In that work, Camus captured the fundamental human needs and compared the absurdity of man’s life with the situation a figure of Greek mythology, Sisyphus found himself, where he was condemned to repeat forever the task of pushing a boulder up a mountain, and repeatedly sees the same roll down the hill as he approaches the top.

He, thereafter, juxtaposed life’s absurdities with what he called the “unreasonable silence” of the universe to human needs and concluded that rather than adopt suicide, in frustration, “revolt” was required.

82-year-old Dr. Muhammed Adamu Fika, former Clerk to the National Assembly and former Chairman, of the National Assembly Service Commission (NASC), who calls himself the “smaller Adamu Fika,” must have come across the Camus essay in deciding to lead an emergency meeting of the Council of Retired Clerks and Secretaries of the National Assembly on November 18. The emergency meeting, which was jointly held with members of the Association of Retired Staff of the National Assembly was meant to salvage the pathetic plights of the National Assembly retirees.

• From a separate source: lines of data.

use async_trait::async_trait;
use std::collections::HashMap;
use std::path::Path;
use warden_dns::ProviderCredentials;

use crate::errors::RepositoryError;

/// Looks up DNS provider credentials referenced by `acme_secret`
#[cfg_attr(test, mockall::automock)]
#[async_trait]
pub trait SecretStore: Send + Sync {
    async fn get(&self, id: &str) -> Result<Option<ProviderCredentials>, RepositoryError>;
}

/// Secrets read once from a JSON object keyed by secret id
#[derive(Debug, Default)]
pub struct JsonFileSecretStore {
    secrets: HashMap<String, ProviderCredentials>,
}

impl JsonFileSecretStore {
    pub fn load(path: impl AsRef<Path>) -> Result<Self, RepositoryError> {
        let data = std::fs::read_to_string(path.as_ref())?;
        Self::from_json(&data)
    }

    pub fn from_json(data: &str) -> Result<Self, RepositoryError> {
        let secrets = serde_json::from_str(data)?;
        Ok(Self { secrets })
    }
}

#[async_trait]
impl SecretStore for JsonFileSecretStore {
    async fn get(&self, id: &str) -> Result<Option<ProviderCredentials>, RepositoryError> {
        Ok(self.secrets.get(id).cloned())
    }
}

Eighty-two-year-old Fika can hardly gather the pace to navigate round the corners of the National Assembly, but he insisted on making the trip to enable him to preside over the meeting as the Chairman of the Board of Trustees of the Council of Retired Clerks and Secretaries. As his retiree colleagues, many of whom are far younger, saw him struggling to walk the required distance from the Bola Ahmed Tinubu Library, originally fixed as venue to the new Senate building, they had to provide some shoulders to lean on. At one stage, an office chair was converted to a wheelchair to ensure the elderly Fika got to certain locations. It was a sad tale, especially if you look at the essence of Fika’s trip to the National Assembly. He was there to preside over a meeting to press home the need for the payment of the entitlements of National Assembly retirees. An alarm had earlier been sounded on the different Whatsapp platforms of the retired workers of the National Assembly to the effect their members were dying in numbers. It was revealed that no fewer than 20 retired workers had died awaiting the payment of their entitlements in the recent past. Another set of retirees numbering 12 were said to have been bedridden in different hospitals across the land. That alarm was more than enough to prompt Fika and his retiree colleagues to an emergency meeting. But the sight of an elderly man, fighting a just cause on an improvised wheelchair was more than absurd.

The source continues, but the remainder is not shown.